%%
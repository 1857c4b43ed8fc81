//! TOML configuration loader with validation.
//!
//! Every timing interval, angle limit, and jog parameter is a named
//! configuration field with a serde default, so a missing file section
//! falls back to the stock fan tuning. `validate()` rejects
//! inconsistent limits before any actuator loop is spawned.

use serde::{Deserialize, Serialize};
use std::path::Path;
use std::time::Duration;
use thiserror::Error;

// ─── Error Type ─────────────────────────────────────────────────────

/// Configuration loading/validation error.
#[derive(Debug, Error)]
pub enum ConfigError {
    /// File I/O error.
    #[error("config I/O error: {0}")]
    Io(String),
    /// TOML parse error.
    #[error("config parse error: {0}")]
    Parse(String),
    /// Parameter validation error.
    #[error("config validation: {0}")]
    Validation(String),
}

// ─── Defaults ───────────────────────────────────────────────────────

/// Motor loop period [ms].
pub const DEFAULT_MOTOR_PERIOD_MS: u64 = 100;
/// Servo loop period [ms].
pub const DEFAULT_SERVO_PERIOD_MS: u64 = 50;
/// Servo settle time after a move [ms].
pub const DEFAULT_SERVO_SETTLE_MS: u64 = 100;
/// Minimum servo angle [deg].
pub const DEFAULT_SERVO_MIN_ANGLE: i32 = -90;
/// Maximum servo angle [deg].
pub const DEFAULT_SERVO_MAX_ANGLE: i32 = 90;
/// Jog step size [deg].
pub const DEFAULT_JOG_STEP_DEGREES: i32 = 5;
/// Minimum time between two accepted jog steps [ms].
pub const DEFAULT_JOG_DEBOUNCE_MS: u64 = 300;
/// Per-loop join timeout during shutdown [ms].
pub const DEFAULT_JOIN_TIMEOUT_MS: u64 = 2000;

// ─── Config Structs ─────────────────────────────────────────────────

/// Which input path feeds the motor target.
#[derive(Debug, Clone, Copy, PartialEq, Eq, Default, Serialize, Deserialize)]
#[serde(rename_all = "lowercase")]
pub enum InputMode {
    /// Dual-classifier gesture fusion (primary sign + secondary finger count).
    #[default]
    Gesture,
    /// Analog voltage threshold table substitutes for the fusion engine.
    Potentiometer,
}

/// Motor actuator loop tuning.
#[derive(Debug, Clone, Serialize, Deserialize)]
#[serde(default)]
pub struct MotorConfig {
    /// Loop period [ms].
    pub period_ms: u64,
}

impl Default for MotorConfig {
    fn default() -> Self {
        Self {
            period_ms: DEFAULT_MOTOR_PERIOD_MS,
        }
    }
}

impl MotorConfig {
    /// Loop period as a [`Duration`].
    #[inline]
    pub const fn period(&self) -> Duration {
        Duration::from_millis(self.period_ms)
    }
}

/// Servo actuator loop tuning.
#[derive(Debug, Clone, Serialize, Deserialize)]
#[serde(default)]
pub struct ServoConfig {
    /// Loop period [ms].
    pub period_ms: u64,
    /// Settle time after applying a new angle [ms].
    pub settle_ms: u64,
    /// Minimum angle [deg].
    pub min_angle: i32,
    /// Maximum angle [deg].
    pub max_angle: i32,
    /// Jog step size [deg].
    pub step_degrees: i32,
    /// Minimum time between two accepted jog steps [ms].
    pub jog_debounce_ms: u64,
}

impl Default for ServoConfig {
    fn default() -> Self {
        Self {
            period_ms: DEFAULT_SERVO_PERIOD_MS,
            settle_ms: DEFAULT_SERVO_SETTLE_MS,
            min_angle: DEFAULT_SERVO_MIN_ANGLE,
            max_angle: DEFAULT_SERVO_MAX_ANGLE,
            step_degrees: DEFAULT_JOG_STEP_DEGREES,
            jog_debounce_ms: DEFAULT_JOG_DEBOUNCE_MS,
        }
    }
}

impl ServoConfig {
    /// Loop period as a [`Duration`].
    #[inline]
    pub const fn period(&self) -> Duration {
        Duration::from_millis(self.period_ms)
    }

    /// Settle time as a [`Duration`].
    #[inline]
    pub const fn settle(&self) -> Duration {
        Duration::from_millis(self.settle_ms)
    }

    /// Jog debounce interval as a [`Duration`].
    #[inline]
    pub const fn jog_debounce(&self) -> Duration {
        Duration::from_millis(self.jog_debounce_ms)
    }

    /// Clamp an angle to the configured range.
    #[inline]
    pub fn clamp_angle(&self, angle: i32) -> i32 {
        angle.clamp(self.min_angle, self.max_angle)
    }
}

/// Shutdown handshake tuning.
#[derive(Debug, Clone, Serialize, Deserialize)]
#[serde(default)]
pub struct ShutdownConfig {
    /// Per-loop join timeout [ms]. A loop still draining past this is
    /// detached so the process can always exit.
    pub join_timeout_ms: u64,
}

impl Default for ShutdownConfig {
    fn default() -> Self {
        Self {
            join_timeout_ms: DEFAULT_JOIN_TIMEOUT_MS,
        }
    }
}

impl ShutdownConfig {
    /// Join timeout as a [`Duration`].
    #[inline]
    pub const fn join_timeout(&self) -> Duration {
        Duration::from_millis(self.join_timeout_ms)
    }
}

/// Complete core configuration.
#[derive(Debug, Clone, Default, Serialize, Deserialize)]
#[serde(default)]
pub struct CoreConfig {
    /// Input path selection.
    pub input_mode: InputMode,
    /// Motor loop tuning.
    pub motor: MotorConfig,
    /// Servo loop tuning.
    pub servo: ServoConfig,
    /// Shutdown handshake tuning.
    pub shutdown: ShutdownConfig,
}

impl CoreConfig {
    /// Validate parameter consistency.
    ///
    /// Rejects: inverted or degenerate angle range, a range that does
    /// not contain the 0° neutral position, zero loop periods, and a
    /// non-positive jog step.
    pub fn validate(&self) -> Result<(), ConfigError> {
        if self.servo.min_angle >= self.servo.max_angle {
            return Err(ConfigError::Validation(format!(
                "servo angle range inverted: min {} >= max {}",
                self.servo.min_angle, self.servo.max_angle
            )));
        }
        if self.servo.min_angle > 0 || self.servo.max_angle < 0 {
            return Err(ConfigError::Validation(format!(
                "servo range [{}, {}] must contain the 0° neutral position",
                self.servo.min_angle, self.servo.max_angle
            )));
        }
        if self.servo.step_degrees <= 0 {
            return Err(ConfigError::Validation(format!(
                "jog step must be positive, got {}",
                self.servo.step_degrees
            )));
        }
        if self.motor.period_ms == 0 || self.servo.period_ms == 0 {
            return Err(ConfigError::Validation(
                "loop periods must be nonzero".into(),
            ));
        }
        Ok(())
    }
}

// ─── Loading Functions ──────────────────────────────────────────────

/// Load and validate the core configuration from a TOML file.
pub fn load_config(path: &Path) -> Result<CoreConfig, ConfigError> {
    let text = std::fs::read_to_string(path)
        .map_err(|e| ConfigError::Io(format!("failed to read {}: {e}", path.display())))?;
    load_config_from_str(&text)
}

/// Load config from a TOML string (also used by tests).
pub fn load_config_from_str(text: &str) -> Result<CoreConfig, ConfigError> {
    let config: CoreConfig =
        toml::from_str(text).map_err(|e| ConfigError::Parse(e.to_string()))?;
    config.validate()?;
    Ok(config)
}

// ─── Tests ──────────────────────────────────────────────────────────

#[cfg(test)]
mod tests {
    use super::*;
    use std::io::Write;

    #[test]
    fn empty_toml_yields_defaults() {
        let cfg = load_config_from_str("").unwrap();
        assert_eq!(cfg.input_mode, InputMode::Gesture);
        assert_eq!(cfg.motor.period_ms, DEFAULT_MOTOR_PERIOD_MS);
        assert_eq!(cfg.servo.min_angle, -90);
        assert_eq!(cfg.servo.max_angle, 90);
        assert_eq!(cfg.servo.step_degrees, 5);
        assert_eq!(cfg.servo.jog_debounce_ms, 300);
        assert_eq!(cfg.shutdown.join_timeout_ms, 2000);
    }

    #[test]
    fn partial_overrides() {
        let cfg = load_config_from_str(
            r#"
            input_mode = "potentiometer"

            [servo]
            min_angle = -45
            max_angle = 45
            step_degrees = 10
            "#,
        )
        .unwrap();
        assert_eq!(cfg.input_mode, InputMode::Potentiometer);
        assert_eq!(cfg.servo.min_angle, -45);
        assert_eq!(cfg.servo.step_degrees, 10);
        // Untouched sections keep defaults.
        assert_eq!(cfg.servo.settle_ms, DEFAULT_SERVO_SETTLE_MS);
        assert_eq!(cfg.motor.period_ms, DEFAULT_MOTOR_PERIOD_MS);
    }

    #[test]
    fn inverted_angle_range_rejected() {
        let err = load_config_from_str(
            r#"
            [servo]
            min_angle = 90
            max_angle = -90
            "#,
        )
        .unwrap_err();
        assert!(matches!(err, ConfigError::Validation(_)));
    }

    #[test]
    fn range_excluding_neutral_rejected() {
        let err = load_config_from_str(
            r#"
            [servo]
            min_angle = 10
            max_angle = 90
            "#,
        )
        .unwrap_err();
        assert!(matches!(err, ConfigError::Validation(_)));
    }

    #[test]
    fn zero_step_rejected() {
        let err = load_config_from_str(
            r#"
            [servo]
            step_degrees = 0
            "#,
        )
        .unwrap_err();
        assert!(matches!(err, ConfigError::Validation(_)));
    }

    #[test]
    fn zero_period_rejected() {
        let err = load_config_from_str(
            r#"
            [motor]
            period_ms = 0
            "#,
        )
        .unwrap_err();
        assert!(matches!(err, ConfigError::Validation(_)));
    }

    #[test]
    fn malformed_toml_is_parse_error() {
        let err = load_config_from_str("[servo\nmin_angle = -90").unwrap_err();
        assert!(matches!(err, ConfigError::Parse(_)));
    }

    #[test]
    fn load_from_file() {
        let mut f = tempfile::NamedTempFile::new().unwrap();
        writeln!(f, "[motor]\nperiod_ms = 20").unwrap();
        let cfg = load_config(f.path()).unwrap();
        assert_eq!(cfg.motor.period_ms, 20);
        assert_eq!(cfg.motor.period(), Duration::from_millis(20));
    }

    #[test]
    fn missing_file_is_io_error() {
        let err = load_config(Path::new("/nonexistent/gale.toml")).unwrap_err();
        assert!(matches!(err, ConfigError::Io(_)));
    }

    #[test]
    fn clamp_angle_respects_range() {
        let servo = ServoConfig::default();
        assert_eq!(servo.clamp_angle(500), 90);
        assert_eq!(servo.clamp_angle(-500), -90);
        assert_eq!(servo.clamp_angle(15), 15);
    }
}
%%
%%
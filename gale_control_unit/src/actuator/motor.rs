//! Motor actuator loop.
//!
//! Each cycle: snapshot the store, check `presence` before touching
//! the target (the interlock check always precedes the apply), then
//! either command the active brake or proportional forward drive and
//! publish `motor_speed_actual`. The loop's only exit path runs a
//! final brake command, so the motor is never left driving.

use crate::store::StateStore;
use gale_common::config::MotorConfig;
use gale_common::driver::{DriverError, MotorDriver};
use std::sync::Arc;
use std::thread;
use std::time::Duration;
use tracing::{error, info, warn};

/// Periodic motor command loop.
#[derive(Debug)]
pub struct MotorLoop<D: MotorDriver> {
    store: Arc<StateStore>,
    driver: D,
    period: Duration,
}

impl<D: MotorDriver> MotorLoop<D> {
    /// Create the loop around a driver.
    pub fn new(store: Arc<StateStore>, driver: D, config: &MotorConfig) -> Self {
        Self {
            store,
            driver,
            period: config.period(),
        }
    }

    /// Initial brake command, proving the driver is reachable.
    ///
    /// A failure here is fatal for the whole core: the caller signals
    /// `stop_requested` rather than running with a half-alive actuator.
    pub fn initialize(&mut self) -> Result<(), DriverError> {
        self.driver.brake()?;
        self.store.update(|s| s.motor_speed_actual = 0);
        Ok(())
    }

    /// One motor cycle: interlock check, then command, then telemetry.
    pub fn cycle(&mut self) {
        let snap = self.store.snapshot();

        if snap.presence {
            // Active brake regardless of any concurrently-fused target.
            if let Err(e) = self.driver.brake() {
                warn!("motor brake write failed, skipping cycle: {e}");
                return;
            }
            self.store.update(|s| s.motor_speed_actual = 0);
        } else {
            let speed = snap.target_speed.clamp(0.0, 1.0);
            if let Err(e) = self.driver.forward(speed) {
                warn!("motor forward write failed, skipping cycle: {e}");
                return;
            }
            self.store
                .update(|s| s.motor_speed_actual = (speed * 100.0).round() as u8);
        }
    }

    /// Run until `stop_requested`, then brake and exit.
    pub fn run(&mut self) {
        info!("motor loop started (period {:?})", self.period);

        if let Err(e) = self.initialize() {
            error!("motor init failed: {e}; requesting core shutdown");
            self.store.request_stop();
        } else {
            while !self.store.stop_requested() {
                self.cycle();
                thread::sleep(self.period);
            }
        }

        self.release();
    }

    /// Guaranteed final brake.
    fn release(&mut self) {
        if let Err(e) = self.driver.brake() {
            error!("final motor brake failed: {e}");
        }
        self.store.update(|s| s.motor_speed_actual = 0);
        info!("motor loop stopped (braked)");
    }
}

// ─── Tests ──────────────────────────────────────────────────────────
%%
▶ Work instructions: Tally up the lines holding the word "Maximum" in the data above, and answer with that figure only.

▶ Result of the task: 2